Your task
The lines to repeat are those below from the one containing "before user-space frames" down to the one containing "so the first", both included; reproduce them exactly and nothing else.

Exercise input

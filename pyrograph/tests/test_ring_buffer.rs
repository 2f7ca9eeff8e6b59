use pyrograph::aggregation::{FrameFilter, StackFolder};
use pyrograph::profiling::{InMemoryRing, RingMemory, RingReader, SampleBuffer};
use pyrograph::symbolization::{AddressSpaceRegion, CacheConfig, OffsetResolver, SymbolResolver};
use std::path::{Path, PathBuf};

/// Callchain marker the kernel puts before user-space frames
const PERF_CONTEXT_USER: u64 = u64::MAX - 511;

/// Names each 0x100-byte block from 0x100 up: fn_1, fn_2, ...
struct OffsetNames;

impl OffsetResolver for OffsetNames {
    fn resolve_offset(&mut self, _path: &Path, offset: u64) -> Option<String> {
        (offset >= 0x100).then(|| format!("fn_{}", offset / 0x100))
    }
}

fn app_region() -> AddressSpaceRegion {
    AddressSpaceRegion {
        start: 0x40_0000,
        end: 0x50_0000,
        offset: 0,
        permissions: "r-xp".into(),
        path: PathBuf::from("/opt/app"),
    }
}

#[test]
fn test_records_across_wrap_fold_correctly() {
    // 256-byte ring; cursors start 32 bytes before the end so the first
    // 40-byte record straddles the boundary
    let mut ring = InMemoryRing::new(256).starting_at(224);
    ring.write_sample(&[0x40_0300, 0x40_0210, 0x40_0110]);
    ring.write_sample(&[PERF_CONTEXT_USER, 0x40_0300, 0x40_0210, 0x40_0110]);
    ring.write_lost(3);
    ring.write_sample(&[0x40_0200, 0x40_0110]);

    let reader = RingReader::new(ring).expect("power of two");
    let buffer = SampleBuffer::with_capacity(16);
    let stats = reader.drain(&buffer);

    assert_eq!(stats.records, 4);
    assert_eq!(stats.samples, 3);
    assert_eq!(stats.lost, 3);
    assert_eq!(stats.sentinels_skipped, 1);
    assert_eq!(stats.discarded_bytes, 0);
    assert_eq!(reader.memory().load_tail(), reader.memory().load_head());
    assert!(!reader.has_pending());

    let mut resolver = SymbolResolver::new(vec![app_region()], OffsetNames, CacheConfig::default());
    let mut folder = StackFolder::new(FrameFilter::sentinels());
    for sample in buffer.iter() {
        folder.add_sample(&mut resolver, sample);
    }
    let folded = folder.finish();

    assert_eq!(folded.count_of("fn_1;fn_2;fn_3"), 2);
    assert_eq!(folded.count_of("fn_1;fn_2"), 1);
    assert_eq!(folded.total_samples(), 3);
}

#[test]
fn test_full_buffer_discards_rest_of_window() {
    let mut ring = InMemoryRing::new(512);
    for _ in 0..5 {
        ring.write_sample(&[0x40_0100]);
    }

    let reader = RingReader::new(ring).expect("power of two");
    let buffer = SampleBuffer::with_capacity(2);
    let stats = reader.drain(&buffer);

    assert_eq!(stats.samples, 2);
    assert_eq!(buffer.len(), 2);
    assert!(stats.discarded_bytes > 0);
    // The window is consumed even though records were dropped
    assert!(!reader.has_pending());
}

#[test]
fn test_non_power_of_two_ring_is_rejected() {
    assert!(RingReader::new(InMemoryRing::new(300)).is_err());
}
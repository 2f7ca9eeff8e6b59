use pyrograph::aggregation::{FoldedStacks, FrameTree, TreeConfig};
use pyrograph::domain::RenderError;
use pyrograph::render::{
    compute_layout, render_diff_to_string, render_flamegraph_to_string, warm_color, DiffTree, LayoutConfig,
    LayoutTree, SvgOptions,
};

const PROFILE: &str = "\
main;parse;lex 40
main;parse;ast 25
main;render;layout 20
main;render;paint 10
main;io 5
";

fn tree(text: &str) -> FrameTree {
    FrameTree::from_folded(&FoldedStacks::parse_str(text), TreeConfig::default())
}

#[test]
fn test_render_is_idempotent() {
    let tree = tree(PROFILE);
    let options = SvgOptions::default();
    let first = render_flamegraph_to_string(&tree, &options).expect("render");
    let second = render_flamegraph_to_string(&tree, &options).expect("render");
    assert_eq!(first, second);

    // Independently built trees render identically too
    let rebuilt = self::tree(PROFILE);
    assert_eq!(first, render_flamegraph_to_string(&rebuilt, &options).expect("render"));
}

#[test]
fn test_child_widths_sum_to_parent() {
    let tree = tree(PROFILE);
    let layout = compute_layout(&tree, &LayoutConfig::default().with_width(900)).expect("layout");

    for parent in &layout.rects {
        let children: Vec<_> = layout
            .rects
            .iter()
            .filter(|r| r.depth == parent.depth + 1 && r.x >= parent.x - 1e-9 && r.x < parent.x + parent.width)
            .collect();
        if children.is_empty() {
            continue;
        }
        let sum: f64 = children.iter().map(|r| r.width).sum();
        assert!((sum - parent.width).abs() < 1e-6, "{}: {sum} vs {}", tree.name(parent.id), parent.width);
        let leftmost = children.iter().map(|r| r.x).fold(f64::INFINITY, f64::min);
        assert!((leftmost - parent.x).abs() < 1e-9);
    }
}

#[test]
fn test_rows_grow_upwards() {
    let tree = tree(PROFILE);
    let config = LayoutConfig::default();
    let layout = compute_layout(&tree, &config).expect("layout");

    // depth 3 → (3 + 2) * 16 + 60
    assert_eq!(layout.height, 140);
    for rect in &layout.rects {
        let expected = f64::from(layout.height) - 30.0 - (rect.depth as f64 + 1.0) * 16.0;
        assert!((rect.y - expected).abs() < 1e-9);
    }
}

#[test]
fn test_colors_follow_names() {
    let svg = render_flamegraph_to_string(&tree(PROFILE), &SvgOptions::default()).expect("render");
    assert!(svg.contains(&format!(r#"fill="{}""#, warm_color("parse"))));
    assert!(svg.contains(&format!(r#"fill="{}""#, warm_color("paint"))));
}

#[test]
fn test_markup_characters_are_escaped() {
    let svg = render_flamegraph_to_string(
        &tree("main;<alloc::vec::Vec<u8> as Drop>::drop 3\nmain;a&b 1\n"),
        &SvgOptions { title: "\"quoted\" & <tagged>".into(), ..SvgOptions::default() },
    )
    .expect("render");

    assert!(svg.contains("&lt;alloc::vec::Vec&lt;u8&gt; as Drop&gt;::drop"));
    assert!(svg.contains("a&amp;b"));
    assert!(svg.contains("&quot;quoted&quot; &amp; &lt;tagged&gt;"));
    assert!(!svg.contains("<alloc"));
}

#[test]
fn test_empty_profile_is_no_samples() {
    let empty = tree("# nothing here\n\n");
    let result = render_flamegraph_to_string(&empty, &SvgOptions::default());
    assert!(matches!(result, Err(RenderError::NoSamples)));
}

#[test]
fn test_diff_render() {
    let before = FoldedStacks::parse_str(PROFILE);
    let after = FoldedStacks::parse_str("main;parse;lex 10\nmain;render;paint 50\nmain;io 5\n");
    let diff = DiffTree::from_profiles(&before, &after, TreeConfig::default());

    let svg = render_diff_to_string(&diff, &SvgOptions::default()).expect("render");
    assert!(svg.contains("Before: 100 samples, After: 65 samples."));
    // ast vanished, so it is still drawn with its before share
    assert!(svg.contains("<title>ast (before: 25 [25.0%], after: 0 [0.0%], delta: -25.0%)</title>"));
    assert_eq!(svg, render_diff_to_string(&diff, &SvgOptions::default()).expect("render"));
}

Your solution
/// Callchain marker the kernel puts before user-space frames
const PERF_CONTEXT_USER: u64 = u64::MAX - 511;

/// Names each 0x100-byte block from 0x100 up: fn_1, fn_2, ...
struct OffsetNames;

impl OffsetResolver for OffsetNames {
    fn resolve_offset(&mut self, _path: &Path, offset: u64) -> Option<String> {
        (offset >= 0x100).then(|| format!("fn_{}", offset / 0x100))
    }
}

fn app_region() -> AddressSpaceRegion {
    AddressSpaceRegion {
        start: 0x40_0000,
        end: 0x50_0000,
        offset: 0,
        permissions: "r-xp".into(),
        path: PathBuf::from("/opt/app"),
    }
}

#[test]
fn test_records_across_wrap_fold_correctly() {
    // 256-byte ring; cursors start 32 bytes before the end so the first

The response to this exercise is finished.